Digi-ID is an authentication method based on the security of the DigiByte blockchain. This allows you to log in to a website, application, building security and more by simply scanning or tapping on a QR code. Digi-ID does away with the need for usernames and password, or it can be used to compliment them for additional security.
Why do I want to use Digi-ID?
Traditionally, to log in to a website you need to use a Username and a Password just to prove who you are. There are too many things wrong and insecure by doing this, for example:
- Users can share passwords with other users
- The passwords can be stored insecurely, both by the server or by the user (eg written down)
- Hackers can break in to websites and steal the usernames / passwords
- Keyloggers can intercept passwords
- Passwords can be reused in multiple places
- Insecure passwords can be guessed
Digi-ID does away with all of this, resulting in an exponentially more secure authentication system. No passwords to be guessed, brute-forced, stolen or written down. Digi-ID proves that you are “you”, each time that you log in to a website, without the need for a username / password.
How does Digi-ID work?
The website will generate a unique QR code code for you on each visit. This QR code doesn’t know who you are, or any other details. This QR code gives your Digi-ID authenticator a string of letters and numbers, along with details for where to send the login information to.
Using the same cryptographic security that keeps your DigiByte, Bitcoin and other blockchains safe + secure, your Digi-ID authenticator then encrypts the message in the QR code. This message is then sent back to the website, using only a tiny amount of data to do-so. It’s very efficient.
The website then is able to take your message, along with the unique public address that you have provided to the website, and verify that you are you, and not somebody else trying to imitate you.x
Why don’t I need a username or password if I use Digi-ID?
Digi-ID uses advanced cryptography, that’s been around for decades, to prove that you are you. Because of this, it does away with the need for usernames and passwords. This is the same security that prevents a stranger from spending your DigiByte or Bitcoin, so it’s super secure.
Can’t somebody just try guess my login really quickly?
Sure they can, but all the computers in the world working together would take thousands of years to guess even just one persons details, and even then it may not be the details of the person they want. It’s both mathematically and physically not plausible for a guess to happen in our lifetime or the next.
What happens if I lose my phone?
You can remotely wipe your phone, and then restore your unique passphrase to another phone or computer. Digi-ID can be used across Android, iOS, PC and Mac.
Can I use this on multiple devices at once?
Certainly! If you have a phone for work and a phone for personal use, there’s nothing preventing you sharing the same details across both devices, or using a unique one for each.

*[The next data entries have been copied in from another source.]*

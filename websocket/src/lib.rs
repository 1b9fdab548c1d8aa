//! WebSocket server for real-time issue updates.
//!
//! Clients can subscribe to:
//! - Every issue (`{"action":"subscribe"}`)
//! - A single issue (`{"action":"subscribe","issue":"<id>"}`)
//!
//! Subscriptions belong to the connection and are released when it closes.

pub mod server;
pub mod subscriptions;

pub use server::{WebSocketServer, WsError, WsState};
pub use subscriptions::{ClientMessage, ServerMessage};
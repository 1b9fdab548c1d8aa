//! Issue intake: validating a report before anything is written.

use crate::error::EngineError;
use civic_types::{Category, Coordinates, EngineParams, Severity};
use serde::{Deserialize, Serialize};
use std::ops::RangeInclusive;

pub const TITLE_CHARS: RangeInclusive<usize> = 5..=100;
pub const QUESTION_CHARS: RangeInclusive<usize> = 10..=200;

/// A report as submitted by a resident.
#[derive(Clone, Debug, Serialize, Deserialize)]
pub struct NewIssue {
    pub title: String,
    pub question: String,
    pub category: Category,
    pub severity: Severity,
    pub location: Coordinates,
    /// Overrides the severity's default radius.
    #[serde(default)]
    pub radius_meters: Option<f64>,
    /// Overrides the severity's default threshold.
    #[serde(default)]
    pub vote_threshold: Option<u32>,
}

/// A report that passed validation, with defaults resolved.
#[derive(Clone, Debug, PartialEq)]
pub struct ValidatedIssue {
    pub title: String,
    pub question: String,
    pub category: Category,
    pub severity: Severity,
    pub origin: Coordinates,
    pub radius_meters: f64,
    pub vote_threshold: u32,
    pub window_secs: u64,
}

fn check_length(field: &str, value: &str, bounds: RangeInclusive<usize>) -> Result<(), EngineError> {
    let len = value.chars().count();
    if !bounds.contains(&len) {
        return Err(EngineError::InvalidIssue(format!(
            "{field} must be {}-{} characters, got {len}",
            bounds.start(),
            bounds.end()
        )));
    }
    Ok(())
}

impl NewIssue {
    pub fn validate(&self, params: &EngineParams) -> Result<ValidatedIssue, EngineError> {
        let title = self.title.trim();
        let question = self.question.trim();
        check_length("title", title, TITLE_CHARS)?;
        check_length("question", question, QUESTION_CHARS)?;

        if !self.location.is_valid() {
            return Err(EngineError::InvalidLocation(self.location));
        }

        let profile = params.profile(self.severity);

        let radius_meters = match self.radius_meters {
            Some(r) if !(r.is_finite() && r > 0.0) => {
                return Err(EngineError::InvalidIssue(
                    "radius_meters must be positive".into(),
                ));
            }
            Some(r) if r > params.max_radius_meters => {
                return Err(EngineError::InvalidIssue(format!(
                    "radius_meters may not exceed {}",
                    params.max_radius_meters
                )));
            }
            Some(r) => r,
            None => profile.radius_meters,
        };

        let vote_threshold = match self.vote_threshold {
            Some(0) => {
                return Err(EngineError::InvalidIssue(
                    "vote_threshold must be at least 1".into(),
                ));
            }
            Some(t) => t,
            None => profile.threshold,
        };

        Ok(ValidatedIssue {
            title: title.to_string(),
            question: question.to_string(),
            category: self.category,
            severity: self.severity,
            origin: self.location,
            radius_meters,
            vote_threshold,
            window_secs: profile.window_secs,
        })
    }
}

#[cfg(test)]
mod tests {
    use super::*;

    fn report() -> NewIssue {
        NewIssue {
            title: "Water outage".into(),
            question: "Is your tap running dry?".into(),
            category: Category::Water,
            severity: Severity::Medium,
            location: Coordinates::new(-1.3, 36.8),
            radius_meters: None,
            vote_threshold: None,
        }
    }

    #[test]
    fn defaults_come_from_severity() {
        let params = EngineParams::default();
        let v = report().validate(&params).unwrap();
        assert_eq!(v.vote_threshold, 10);
        assert_eq!(v.radius_meters, params.medium.radius_meters);
        assert_eq!(v.window_secs, 3 * 24 * 3600);
    }

    #[test]
    fn overrides_win() {
        let mut r = report();
        r.radius_meters = Some(250.0);
        r.vote_threshold = Some(3);
        let v = r.validate(&EngineParams::default()).unwrap();
        assert_eq!(v.radius_meters, 250.0);
        assert_eq!(v.vote_threshold, 3);
    }

    #[test]
    fn title_length_enforced_after_trim() {
        let mut r = report();
        r.title = "  abc  ".into();
        assert!(matches!(
            r.validate(&EngineParams::default()),
            Err(EngineError::InvalidIssue(_))
        ));
        r.title = "x".repeat(101);
        assert!(r.validate(&EngineParams::default()).is_err());
        r.title = "x".repeat(100);
        assert!(r.validate(&EngineParams::default()).is_ok());
    }

    #[test]
    fn question_length_counts_characters_not_bytes() {
        let mut r = report();
        r.question = "é".repeat(200);
        assert!(r.validate(&EngineParams::default()).is_ok());
        r.question = "short?".into();
        assert!(r.validate(&EngineParams::default()).is_err());
    }

    #[test]
    fn bad_overrides_rejected() {
        let params = EngineParams::default();
        let mut r = report();
        r.vote_threshold = Some(0);
        assert!(r.validate(&params).is_err());

        let mut r = report();
        r.radius_meters = Some(-5.0);
        assert!(r.validate(&params).is_err());

        let mut r = report();
        r.radius_meters = Some(params.max_radius_meters + 1.0);
        assert!(r.validate(&params).is_err());
    }

    #[test]
    fn bad_location_rejected() {
        let mut r = report();
        r.location = Coordinates::new(0.0, 200.0);
        assert!(matches!(
            r.validate(&EngineParams::default()),
            Err(EngineError::InvalidLocation(_))
        ));
    }
}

Can websites see my DigiByte balance?
Absolutely not. We use a unique address just for Digi-ID that is separate from your DigiByte. In fact, a unique address is generated for each website, so that your address is not re-used. NOTE : You should never send DigiByte to this login address, it will not show up in your Wallet!
How much of my personal data do you share?
We don’t share anything like your name, phone-details, DoB or anything like that because even the Digi-ID authenticator doesn’t know that. We don’t keep any identifiable data on you, so there’s nothing to send to a website when you log in. Everything is done with mathematics, cryptography and meaningless nonces that look like this: x=458c552d84a8a347
Nothing aside from your public address is sent, and the website validates your request using unforgeable mathematics.